Dataset entries Block Start

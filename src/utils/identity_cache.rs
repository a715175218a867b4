use anyhow::Result;
use futures_util::StreamExt;
use moka::future::Cache;
use once_cell::sync::Lazy;
use sqlx::MySqlPool;
use std::time::Duration;

use super::{IdentityKind, identity_key};

/// Keys present here are TAKEN. Absence proves nothing.
pub static IDENTITY_CACHE: Lazy<Cache<String, bool>> = Lazy::new(|| {
    Cache::builder()
        .max_capacity(500_000)
        .time_to_live(Duration::from_secs(86400)) // 24h TTL
        .build()
});

pub async fn mark_taken(kind: IdentityKind, value: &str) {
    IDENTITY_CACHE.insert(identity_key(kind, value), true).await;
}

pub async fn is_taken(kind: IdentityKind, value: &str) -> bool {
    IDENTITY_CACHE
        .get(&identity_key(kind, value))
        .await
        .unwrap_or(false)
}

pub async fn forget(kind: IdentityKind, value: &str) {
    IDENTITY_CACHE.invalidate(&identity_key(kind, value)).await;
}

async fn batch_mark(keys: &[String]) {
    let futures: Vec<_> = keys.iter().map(|k| IDENTITY_CACHE.insert(k.clone(), true)).collect();

    futures::future::join_all(futures).await;
}

/// Load identifiers of recently active users into the cache (batched)
pub async fn warmup_identity_cache(pool: &MySqlPool, days: u32, batch_size: usize) -> Result<()> {
    let mut stream = sqlx::query_as::<_, (String, String)>(
        r#"
        SELECT username, email
        FROM users
        WHERE last_login_at >= NOW() - INTERVAL ? DAY
        ORDER BY last_login_at DESC
        "#,
    )
    .bind(days)
    .fetch(pool);

    let mut batch = Vec::with_capacity(batch_size * 2);
    let mut total_count = 0usize;

    while let Some(row) = stream.next().await {
        let (username, email) = row?;
        batch.push(identity_key(IdentityKind::Username, &username));
        batch.push(identity_key(IdentityKind::Email, &email));
        total_count += 1;

        if batch.len() >= batch_size * 2 {
            batch_mark(&batch).await;
            batch.clear();
        }
    }

    if !batch.is_empty() {
        batch_mark(&batch).await;
    }

    log::info!(
        "Identity cache warmup complete: {} recent users (last {} days)",
        total_count,
        days
    );

    Ok(())
}

#[cfg(test)]
mod tests {
    use super::*;

    #[actix_web::test]
    async fn marked_identifiers_are_taken_until_forgotten() {
        mark_taken(IdentityKind::Email, "Cache-Test@Company.com").await;
        assert!(is_taken(IdentityKind::Email, "cache-test@company.com").await);
        assert!(!is_taken(IdentityKind::Username, "cache-test@company.com").await);

        forget(IdentityKind::Email, "cache-test@company.com").await;
        assert!(!is_taken(IdentityKind::Email, "cache-test@company.com").await);
    }
}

Dataset entries Block End

For the string "insert", filter the data and copy out each line where it occurs.

* Response to the exercise:
    IDENTITY_CACHE.insert(identity_key(kind, value), true).await;
    let futures: Vec<_> = keys.iter().map(|k| IDENTITY_CACHE.insert(k.clone(), true)).collect();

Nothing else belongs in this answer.